Menteri Koordinator bidang Politik, Hukum, dan Keamanan, Mahfud MD menganggap perbedaan data transaksi janggal di Kementerian Keuangan senilai Rp 349 triliun antara dirinya dengan Menteri Keuangan Sri Mulyani sudah semakin jelas.
Ini kata dia tergambar setelah Wakil Menteri Keuangan Suahasil Nazara besera jajarannya memberikan penjelasan pada Jumat lalu (31/3) di Gedung Kementerian Keuangan, Jakarta. Saat itu Suahasil mengungkapkan perbedaan data terjadi hanya karena penyajiannya, sedangkan dasar datanya sama.
"Akhirnya clear, kan?

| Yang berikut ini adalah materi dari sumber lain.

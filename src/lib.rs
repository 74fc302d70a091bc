//! NSDB - namespace hierarchy index over materialized paths
//!
//! # Architecture
//!
//! - **traversal_ids**: every node stores the id path from its root down to itself
//! - **Resolvers**: ancestors, descendants, roots and the full hierarchy,
//!   each with path-based strategies and a parent-walk fallback
//! - **Strategy switches**: per-root toggles choose the algorithm at query time
//! - **Stores**: in-memory `BTreeMap`s or a sled database with path-ordered keys
//! - **Engine worker**: one thread owns the engine, writes are serialized
//!
//! # Usage example
//!
//! ```no_run
//! use nsdb::{HierarchyEngine, HierarchyStore};
//!
//! # fn main() -> Result<(), Box<dyn std::error::Error>> {
//! let mut engine = HierarchyEngine::in_memory();
//!
//! engine.create_node(1, None, Some("acme".into()))?;
//! engine.create_node(2, Some(1), None)?;
//! engine.create_node(3, Some(2), None)?;
//!
//! // [1, 2, 3]
//! let node = engine.get_node(3)?.expect("created above");
//! println!("path of 3: {}", node.traversal_ids);
//!
//! // Поддерево одним range scan
//! let below = engine.descendants(&[1], false)?;
//! println!("Found {} descendants", below.len());
//!
//! // Move 3 to the top level, its subtree follows
//! engine.reparent(3, None)?;
//! # Ok(())
//! # }
//! ```

pub mod error;
pub mod graph;
pub mod path;
pub mod query;
pub mod resolver;
pub mod storage;
pub mod worker;

pub use error::{HierarchyError, Result};
pub use graph::{HierarchyEngine, HierarchyStore, PresenceFilter};
pub use path::{NodeId, TraversalIds};
pub use resolver::{EngineConfig, Resolver, ResolverConfig, StrategySelector, Switch};
pub use storage::{MemoryStore, NamespaceStore, NodeRecord, SledStore};
pub use worker::EngineHandle;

Wamenkeu mengakui tidak ada perbedaan data antar Kemenkeu dan Menko Polhukam/PPATK tentang dugaan pencucian uang," kata Mahfud dikutip dari akun twitternya, Senin (3/4/2023).
Berdasarkan penjelasan Suahasil, Mahfud menilai, terlihat bahwa perbedaan data transaksi mencurigakan hanya terletak pada cara memilah data yang dilakukan pihak Kementerian Keuangan. Meskipun sumber datanya sama dari PPATK.
Dengan demikian, ia menganggap, kini tinggal proses penegakan hukumnya yang berjalan. Sebab, ua masih meyakini ada dugaan korupsi di Kementerian Keuangan senilai Rp 35 triliun dari temuan transaksi mencurigakan Rp 349 triliun yang tergolong tindak pidana pencucian uang.
"Bedanya hanya cara memilah data. Itu yang saya bilang di DPR. Sekarang tinggal penegakan hukumnya," ujar Ketua Komite Koordinasi Nasional Pencegahan Dan Pemberantasan Tindak Pidana Pencucian Uang (TPPU) itu.
"Angka agregatnya sama Rp 349 triliun, suratnya 300, dugaan korupsi di Kemenkeu bukan Rp 3,3 triliun tapi Rp 35 triliun. Itu sama semua, yang Rp 189 triliun berbeda, nanti kita jelaskan," tutur Mahfud.
Juru Bicara Kementerian Keuangan Yustinus Prastowo pun merespons tweet Mahfud ini dengan menyajikan data hasil pemilahan yang telah dilakukan Kemenkeu terhadap laporan transaksi janggal oleh PPATK itu. Mereka menyisihkan surat yang disampaikan PPATK kepada Aparat Penegak Hukum (APH) dalam data agregat Rp 349 triliun.
"Izin koreksi Prof, Rp 349 triliun. Berikut breakdown yang dapat dipisah dan disandingkan, semoga menjadi informasi publik yang jelas," ujar Prastowo.
Anggota Komisi III DPR RI Fraksi Nasdem Taufik Basari, turut merespons tweet Mahfud dan Prastowo. Menurutnya, pemilahan data yang menjadi dasar Kemenkeu menjelaskan transaksi janggal Rp 349 triliun ke publik ini malah semakin menunjukkan perbedaan dengan Mahfud.
"Jumlah surat dan nilai total memang sama karena sumbernya sama yakni PPATK, tetapi jika pengkategorian/pemilahan datanya antara menko dan menkeu berbeda maka tetap saja statusnya adalah "data berbeda","ucapnya.
Perbedaan pemilahan data ini tentu kata dia akan berimplikasi pada jumlah pihak yang akan dimintai pertanggungjawaban. Misalnya jumlah ASN Kemenkeu yang terlibat versi Mahfud 491 ASN, sedangkan Kemenkei 489 ASN.
"Memang beda dua orang tapi kemana dua orang ini? Belum tergambar dalam data Kemenkeu belum lagi dampak ke jumlah nilainya," ujar dia.
Kategorisasi dan perbedaan pemilahan terhadap data-data ini menurutnya akan memengaruhi langkah apa yang akan diambil, arah atau strategi penegakan hukumnya, serta siapa saja entitas yang akan diperiksa atau dimintai pertanggungjawabannya.
"Kategori dan pemilahan menjadi sangat vital dan berpengaruh," ucap pria yang akrab disapa Tobas itu.